After dominating the 2024 season, Scottie Scheffler got off to a slow start relative to expectations in 2025. A ravioli-making incident around Christmas cost him a few months, and he didn’t pick up his first win of the year until May, watching as Rory McIlroy surged to three wins and the career grand slam to become the talk of the golf world.
At the time, some wondered whether comparisons to Tiger Woods and the pressure that comes with being the No. 1 player in the world were unfair to press so heavily on Scheffler’s shoulders. Golf fans and media have prematurely placed that crown on many heads. Given the talent level is so high and evenly spread across the top of the sport, some thought it was perhaps no longer possible to go on a years-long run of superiority.
And then the switch flipped.
Scheffler torched TPC Craig Ranch to win the Byron Nelson and steadily walked down the field at the PGA Championship, emerging four clear to win his third career major (and first outside Augusta National). A T4 at Colonial was his lone hiccup before getting right back in the winner’s circle at the Memorial, once again bludgeoning the field with steadiness that makes him feel at once beatable and inevitable.
Scheffler rarely produces those outrageous rounds in the low 60s that lead players to surge up the leaderboard at majors, but he also never stalls out completely. His ability to shoot somewhere from 2 under to 4 under in seemingly every round, even when he’s not on his “A” game, is one of the most remarkable occurrences in golf. Toss in the occasional 6 under flurry when putts are dropping, and you get the most consistent presence on leaderboards this side of Woods.
Whenever asked, Scheffler shrugs off questions about his legacy, focusing on the week-to-week approach while not indulging in comparisons to Woods or Jack Nicklaus, occasionally offering an “aw, shucks” response about how it’s an honor to be mentioned in the same breath as the game’s greats. The more he wins, the closer he draws to those names, and he arrives at Oakmont as the heavy favorite to add a U.S. Open to his collection.
Should he come through across those 72 holes at Oakmont, a win in the 2025 U.S. Open for Scheffler would be:
- His fourth major championship, putting him in the top 25 all-time in just 23 major starts
- His 17th PGA Tour win, putting him in the top 50 all-time
- The third leg of the career grand slam, leaving just an Open shy of history
- The first time anyone’s won back-to-back majors since Jordan Spieth in 2015
- Him joining Jack and Tiger as the only men with 15+ PGA Tour wins and 3+ majors before 29 years old
- His 14th top 10 in his last 20 major starts
Such a list of potential honors is remarkable.
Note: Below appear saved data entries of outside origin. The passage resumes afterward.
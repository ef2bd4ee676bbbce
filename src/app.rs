//! Composition root: wires the gateway components from configuration.
//!
//! The binary and the integration tests build the same graph; only the
//! store, the venue connector and the ledger differ.

use std::sync::Arc;
use std::time::Duration;

use crate::adapters::PostgresStore;
use crate::api::{ApiTokens, AppState};
use crate::commission::{CommissionIngress, LedgerEntryCreator};
use crate::config::AppConfig;
use crate::connection::{ConnectOptions, ConnectionManager};
use crate::funds::FundRouter;
use crate::gateway::AccountGateway;
use crate::groups::GroupDirectory;
use crate::lookup_cache::FailedLookupCache;
use crate::persistence::{RecordStore, SettingsSource};
use crate::secrets::SecretCipher;
use crate::services::{GroupSyncService, HealthReporter, SettingsRotator};
use crate::venue::{ManagerMode, VenueConnector};

/// External collaborators the gateway is assembled around
pub struct Dependencies {
    pub store: Arc<dyn RecordStore>,
    pub settings: Arc<dyn SettingsSource>,
    /// Set when `store` is backed by PostgreSQL, for health probes
    pub database: Option<Arc<PostgresStore>>,
    pub connector: Arc<dyn VenueConnector>,
    pub cipher: Arc<SecretCipher>,
    pub ledger: Arc<dyn LedgerEntryCreator>,
}

#[derive(Clone)]
pub struct Components {
    pub connections: ConnectionManager,
    pub lookups: FailedLookupCache,
    pub gateway: AccountGateway,
    pub funds: FundRouter,
    pub groups: Arc<GroupDirectory>,
    pub commission: CommissionIngress,
    pub rotator: SettingsRotator,
    pub health: HealthReporter,
}

impl Components {
    /// Must run inside a tokio runtime
    pub fn assemble(config: &AppConfig, deps: Dependencies) -> Self {
        let options = ConnectOptions {
            mode: if config.venue.pump_mode {
                ManagerMode::Pumping
            } else {
                ManagerMode::Default
            },
            timeout: config.venue.connect_timeout(),
        };
        let connections = ConnectionManager::new(
            deps.connector,
            deps.settings.clone(),
            deps.cipher.clone(),
            options,
        );
        let lookups = FailedLookupCache::new(&config.cache);
        let gateway = AccountGateway::new(
            connections.clone(),
            lookups.clone(),
            deps.store.clone(),
            &config.venue,
        );
        let funds = FundRouter::new(gateway.clone(), deps.store.clone(), &config.funds);
        let groups = Arc::new(GroupDirectory::new(gateway.clone(), deps.store.clone()));
        let commission = CommissionIngress::new(deps.store.clone(), deps.ledger);
        let rotator = SettingsRotator::new(
            deps.store.clone(),
            deps.settings,
            connections.clone(),
            deps.cipher,
            config.secrets.hash_iterations,
        );
        let health = HealthReporter::new(
            connections.clone(),
            deps.store,
            deps.database,
            lookups.clone(),
        );

        Self {
            connections,
            lookups,
            gateway,
            funds,
            groups,
            commission,
            rotator,
            health,
        }
    }

    pub fn app_state(&self, tokens: ApiTokens) -> AppState {
        AppState {
            gateway: self.gateway.clone(),
            funds: self.funds.clone(),
            groups: self.groups.clone(),
            commission: self.commission.clone(),
            rotator: self.rotator.clone(),
            health: self.health.clone(),
            tokens: Arc::new(tokens),
        }
    }

    /// None when periodic sync is disabled
    pub fn group_sync_service(&self, config: &AppConfig) -> Option<GroupSyncService> {
        if config.sync.interval_secs == 0 {
            return None;
        }
        Some(GroupSyncService::new(
            self.groups.clone(),
            self.lookups.clone(),
            Duration::from_secs(config.sync.interval_secs),
        ))
    }
}
pub mod sync;

pub use sync::{GroupDirectory, SyncReport};
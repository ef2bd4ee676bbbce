pub mod router;

pub use router::{FallbackPolicy, FundRouter, TransferReceipt, FALLBACK_MARKER};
What’s terrifying is that it doesn’t feel as though he needs to do anything unique to accomplish them. Scheffler’s approach to the sport works whether he’s playing a home event in Texas or a major championship at Augusta National. He doesn’t overpower courses the way Woods did in his prime, opting instead to mold his game to the demands of the course he’s playing.
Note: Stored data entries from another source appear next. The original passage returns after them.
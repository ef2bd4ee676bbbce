//! Fixtures shared by unit tests

use std::sync::Arc;
use std::time::Duration;

use crate::config::{CacheConfig, VenueConfig};
use crate::connection::{ConnectOptions, ConnectionManager};
use crate::domain::{AccountRights, Login, NewAccount, NewConnectionSettings};
use crate::gateway::AccountGateway;
use crate::lookup_cache::FailedLookupCache;
use crate::persistence::{MemoryStore, RecordStore};
use crate::secrets::{SecretCipher, SecretString};
use crate::venue::SimulatedVenue;

pub(crate) const TEST_KEY: [u8; 32] = [7; 32];

pub(crate) struct Harness {
    pub venue: SimulatedVenue,
    pub store: Arc<MemoryStore>,
    pub cipher: Arc<SecretCipher>,
    pub manager: ConnectionManager,
    pub gateway: AccountGateway,
}

impl Harness {
    fn build(request_timeout: Duration) -> Self {
        let venue = SimulatedVenue::with_demo_data();
        let store = Arc::new(MemoryStore::new());
        let cipher = Arc::new(SecretCipher::new(&TEST_KEY).expect("test key"));
        let manager = ConnectionManager::new(
            Arc::new(venue.connector()),
            store.clone(),
            cipher.clone(),
            ConnectOptions::default(),
        );
        let venue_config = VenueConfig {
            request_timeout_ms: request_timeout.as_millis() as u64,
            ..Default::default()
        };
        let gateway = AccountGateway::new(
            manager.clone(),
            FailedLookupCache::new(&CacheConfig::default()),
            store.clone(),
            &venue_config,
        );
        Self {
            venue,
            store,
            cipher,
            manager,
            gateway,
        }
    }

    /// No settings row yet: every venue call fails with ConnectionUnavailable
    pub fn without_settings() -> Self {
        Self::build(Duration::from_secs(5))
    }

    pub async fn connected() -> Self {
        Self::with_timeout(Duration::from_secs(5)).await
    }

    pub async fn with_timeout(request_timeout: Duration) -> Self {
        let harness = Self::build(request_timeout);
        harness.rotate("venue.test:443").await;
        harness
    }

    pub async fn rotate(&self, address: &str) {
        let blob = self
            .cipher
            .encrypt(&SecretString::new("manager-pw"))
            .expect("encrypt");
        self.store
            .insert_connection_settings(&NewConnectionSettings {
                server_address: address.to_string(),
                login: 1000,
                secret_hash: String::new(),
                secret_reversible: blob,
                display_name: "test venue".to_string(),
            })
            .await
            .expect("insert settings");
    }

    pub fn new_account(login: Login) -> NewAccount {
        NewAccount {
            login,
            name: "Test Client".to_string(),
            group: "real\\standard".to_string(),
            leverage: 100,
            rights: AccountRights::DEFAULT_NEW,
            email: None,
            main_password: SecretString::new("Main#123"),
            investor_password: SecretString::new("Inv#123"),
        }
    }
}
Scheffler almost never seems to be fighting the course or trying to do something the architecture won’t allow because he possesses the rare shot-shaping and shot-making ability to hit the ball correctly as required at all times. Few are wired to play this way, but Scheffler will happily oblige whatever is asked of him; as such, he has become the most consistent player in golf.
Patience will undoubtedly be the name of the game at Oakmont this week, and for all the talk about how Scheffler’s game matches up with the course — given his accuracy off the tee and ball-striking ability, his greatest advantage may be his mentality. No one is better at grinding out rounds, shrugging off bad breaks and clawing his way to a decent score than Scheffler.
We know Scheffler can hold up under that kind of mental and physical pressure for four days, and this week, we’ll find out whether anyone can match him.